Digital Twin Technology in Healthcare: Overview

The advancement of technologies such as the Internet of Things (IoT), artificial intelligence, machine learning, data analytics and their affordability has driven the success of the digital twin technology concept. The COVID-19 pandemic also had a positive impact on the digital twins market growth. Digital twins were adopted by healthcare providers after the pandemic to streamline work processes and predict institutional efficiency in the face of the increased influx of patients seen during the pandemic.

What is it?

A Digital Twin is a digital virtual copy of a physical object; a model of any objects, systems,  processes, or people. It exactly replicates the form and actions of the source material and is synchronized with it. An essential point of the digital twin is that it uses information from the sensors mounted on the real device to set inputs to it.

The first description of the concept of a digital twin was made in 2002 by Michael Greaves, a professor at the University of Michigan. According to Grieves, "under ideal conditions, all the information that can be obtained from a product can be obtained from its digital twin". Officially, the term "Digital Twin" was first coined in NASA's 2010 Modeling and Simulation Report. It suggests an ultra-realistic virtual replica of a spaceship that would replicate the stages of construction, testing, and spaceflights.

The digital twins were introduced into the Gartner Hype Cycle in 2016 and peaked in 2018. In 2022 this technology is still there.

Hype Cycle for Emerging Tech for 2022

Digital twins are already widely used in healthcare. Using historical and real-time data collected on hospital operations and the environment (e.g., COVID-19 cases, car accidents, dust storms) to create digital twins allows hospital management to identify bed shortages, optimize staff schedules and help manage rooms. Such information improves resource efficiency and optimizes hospital and staff performance while reducing costs. The use of digital twins can reduce patient treatment time, decrease the number of hospital-acquired complications, increase patient satisfaction, and reduce hospital expenditures.

Technology makes it possible:

• development in the drug therapy model;
• risk assessment of drugs using, surgical interventions etc.;
• remote monitoring of patients;
• personalized treatment;
• medical imaging;
• decision support etc.

With a focus on each patient on a case-by-case basis, healthcare practitioners do not treat on the basis of large samples. More likely, they are relying on individual modeling to track each patient's response to different treatments, which improves the accuracy of the general treatment plan. They are also able to diagnose abnormalities before symptoms become evident. 

Unfortunately, the technology is still not very widespread in clinical practice because of its high cost. And the barrier is still the lack or poor quality of data. AI systems learn from available biomedical data, but because it is not collected by all companies, the quality does not always meet the requirements of developers. But in spite of all this, the implementation of digital twins will help bring healthcare to a new competitive level. 

How it works?

Up to recently, it has been a problem to get access to accurate data that allow a detailed assessment of the current and future state of the object to be twinned. Conventionally, static data have been used for retrospective analysis. However, advances in technologies have made accurate forecasting possible. The combination of modern technology with a digital twin allows you to extract information in real time to effectively analyze trends, taking into account the impact of external factors.

Digital twin operation scheme

The digital twin constantly collects data from sensors and systems in real time, performs intelligent analysis and makes predictions of the technical condition of the object. It also performs statistical analysis, determines the efficiency of operation and monitors the safety.  All this information is available to users at any time.

How to implement it?

Digital twins may be created in a number of ways:

• a graphical 3D model;
• an IoT based model;
• an integrated mathematical models;
• various visualization technologies such as holograms, AR and VR.

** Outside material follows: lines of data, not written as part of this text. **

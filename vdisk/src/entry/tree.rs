//! 目录树在内存中的镜像。
//!
//! 目录项按记录所在位置缓存在 [`Tree`] 中，首次访问时从磁盘载入。
//! 父目录与前一个兄弟只存在于内存中，遍历成员链表时顺带设置；
//! 磁盘上只有单向的“下一个兄弟”与“首个成员”指针。

use std::collections::HashMap;
use std::time::{SystemTime, UNIX_EPOCH};

use crate::allocator::{Allocator, Usage};
use crate::device::Device;
use crate::entry::record::{self, EntryKind};
use crate::entry::Stat;
use crate::layout::{ptr, raw, FIRST_BLOCK, MIN_BLOCK_SIZE};
use crate::path;
use crate::space::DiskSpace;
use crate::{Error, Result};

/// 格式化后的第一次分配必然落在第一个块上
pub const ROOT_POS: u64 = FIRST_BLOCK;

/// 自 Unix 纪元起的毫秒数
pub fn now() -> u64 {
    SystemTime::now()
        .duration_since(UNIX_EPOCH)
        .map(|d| d.as_millis() as u64)
        .unwrap_or_default()
}

/// 目录项句柄的身份：位置可能在删除后被复用，序号不会
#[derive(Debug, Clone, Copy, PartialEq, Eq, Hash)]
pub struct EntryId {
    pub pos: u64,
    pub serial: u64,
    pub kind: EntryKind,
}

/// 尚未载入，或已载入的值
#[derive(Debug)]
struct Lazy<T>(Option<T>);

impl<T> Lazy<T> {
    const fn new() -> Self {
        Self(None)
    }

    const fn loaded(value: T) -> Self {
        Self(Some(value))
    }

    fn get_or_load(&mut self, load: impl FnOnce() -> Result<T>) -> Result<&mut T> {
        let value = match self.0.take() {
            Some(value) => value,
            None => load()?,
        };
        Ok(self.0.insert(value))
    }

    fn set(&mut self, value: T) {
        self.0 = Some(value);
    }

    fn take(&mut self) -> Option<T> {
        self.0.take()
    }
}

#[derive(Debug)]
struct Node {
    serial: u64,
    kind: EntryKind,
    name: String,
    timestamp: u64,
    /// 存放记录的磁盘空间，首块位置即目录项位置
    meta: DiskSpace,
    parent: Option<u64>,
    prev: Option<u64>,
    next: Lazy<Option<u64>>,
    body: Body,
}

#[derive(Debug)]
enum Body {
    Directory { first: Lazy<Option<u64>> },
    File { data: Lazy<DiskSpace> },
}

#[derive(Debug)]
pub struct Tree {
    al: Allocator,
    nodes: HashMap<u64, Node>,
    serial: u64,
}

fn gone(pos: u64) -> Error {
    Error::UseAfterFree(format!("entry at {pos} was deleted"))
}

fn node_mut(nodes: &mut HashMap<u64, Node>, pos: u64) -> Result<&mut Node> {
    nodes.get_mut(&pos).ok_or_else(|| gone(pos))
}
/* vdisk 的整体架构，自上而下 */

// 虚拟磁盘层：宿主文件、超级块与根目录的所有者，对外的入口
mod disk;

// 目录项层：目录与文件的元信息记录，以及兄弟链表
mod entry;

// 磁盘空间层：由数据块链组成的逻辑字节流
mod space;

// 块分配器层：分级空闲链表，负责分配、释放、分裂与合并
mod allocator;

// 磁盘数据结构层：超级块与带边界标记的块
pub mod layout;

// 宿主设备接口层：按字节偏移读写宿主文件的接口
mod device;

mod error;
mod path;

pub use self::{
    allocator::Usage,
    device::{Device, HostFile, MemDevice},
    disk::{VirtualDisk, DEFAULT_DISK_SIZE, MIN_DISK_SIZE},
    entry::{Directory, Entry, EntryKind, File, Stat},
    error::{Error, Result},
    path::{is_absolute, validate_name, SEPARATOR},
};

The stages of creating the twin in short are as follows.

Creation process of a digital twin

1. Object investigation — a detailed map of the prototype, that reproduces all the processes and characteristics of the object in different conditions is developed. This stage is not mandatory, only if the digital twin has a real prototype. 
2. Digital copy modeling — mathematical techniques of calculation and analysis are used to construct a comprehensive model.
3. Model Realization — mathematical models, data and the interface to control the digital twin are combined, turning it into a dynamic system.
4. Basic processes testing on the digital twin - technical analysts are involved in the process, who collect a large amount of data during tests to predict algorithms for all possible conditions and situations.
5. Launch and setup — monitoring for failures and breakdowns that were not detected in the previous stages. 
6. Correction and development of the original object — changes are made to make it as effective as possible.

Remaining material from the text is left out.